Spontaneous Mirror Parity Violation, Common Origin of Matter and Dark Matter, and the LHC Signatures

TL;DR

This paper explores a mirror world hypothesis where spontaneous mirror parity violation explains matter-antimatter asymmetry and dark matter origin, with testable predictions at the LHC and direct detection experiments.

Contribution

It introduces a model with spontaneous mirror parity breaking, linking matter and dark matter origins, and predicts distinctive Higgs signatures and dark matter detection prospects.

Findings

Mirror world with GeV-scale dark matter candidate is consistent with cosmological constraints.

Predicted non-standard Higgs bosons have signatures detectable at the LHC.

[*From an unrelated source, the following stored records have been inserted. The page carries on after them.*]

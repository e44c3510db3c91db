//! Pattern query — read-only structural filters over the store.
//!
//! A pattern is purely a conjunction of clauses; there is no variable
//! binding or unification here. Richer matching belongs to a layer built on
//! top of this core.

use crate::atom::AtomView;

#[derive(Debug, Clone, PartialEq)]
enum Clause {
    Type(String),
    Name(String),
    TruthValueMin(f64),
    AttentionMin(f64),
}

impl Clause {
    fn matches(&self, atom: &AtomView) -> bool {
        match self {
            Clause::Type(t) => &atom.type_tag == t,
            Clause::Name(n) => atom.name.as_deref() == Some(n.as_str()),
            Clause::TruthValueMin(s) => atom.truth_value.strength() >= *s,
            Clause::AttentionMin(a) => atom.importance.sti >= *a,
        }
    }
}

/// A conjunction of structural clauses (`type`, `name`, `truthValueMin`,
/// `attentionMin`). An atom matches iff every clause added holds.
///
/// An empty `PatternQuery` matches every atom.
#[derive(Debug, Clone, Default, PartialEq)]
pub struct PatternQuery {
    clauses: Vec<Clause>,
}

impl PatternQuery {
    pub fn new() -> Self {
        Self::default()
    }

    /// Require the atom's type tag to equal `type_tag`.
    pub fn and_type(mut self, type_tag: impl Into<String>) -> Self {
        self.clauses.push(Clause::Type(type_tag.into()));
        self
    }

    /// Require the atom's display name to equal `name`.
    pub fn and_name(mut self, name: impl Into<String>) -> Self {
        self.clauses.push(Clause::Name(name.into()));
        self
    }

    /// Require the atom's truth-value strength to be at least `min`.
    pub fn and_truth_value_min(mut self, min: f64) -> Self {
        self.clauses.push(Clause::TruthValueMin(min));
        self
    }

    /// Require the atom's STI to be at least `min`.
    pub fn and_attention_min(mut self, min: f64) -> Self {
        self.clauses.push(Clause::AttentionMin(min));
        self
    }

    /// Whether `atom` satisfies every clause in this pattern.
    pub fn matches(&self, atom: &AtomView) -> bool {
        self.clauses.iter().all(|c| c.matches(atom))
    }
}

Mirror dark matter can be directly detected by TEXONO and CDEX experiments.

Abstract

Existence of a mirror world in the universe is a fundamental way to restore the observed parity violation in weak interactions and provides the lightest mirror nucleon as a unique GeV-scale dark matter particle candidate. The visible and mirror worlds share the same spacetime of the universe and are connected by a unique space-inversion symmetry -- the mirror parity (P). We conjecture that the mirror parity is respected by the fundamental interaction Lagrangian, and study its spontaneous breaking from minimizing the Higgs vacuum potential. The domain wall problem is resolved by a unique soft breaking linear-term from the P-odd weak-singlet Higgs field. We also derive constraint from the Big-Bang nucleosynthesis. We then analyze the neutrino seesaw for both visible and mirror worlds, and demonstrate that the desired amounts of visible matter and mirror dark matter in the universe arise from a common origin of CP violation in the neutrino sector via leptogenesis. We derive the Higgs mass-spectrum and Higgs couplings with gauge bosons and fermions. We show their consistency with the direct Higgs searches and the indirect precision constraints. We further study the distinctive signatures of the predicted non-standard Higgs bosons at the LHC. Finally, we analyze the direct detections of GeV-scale mirror dark matter by TEXONO and CDEX experiments.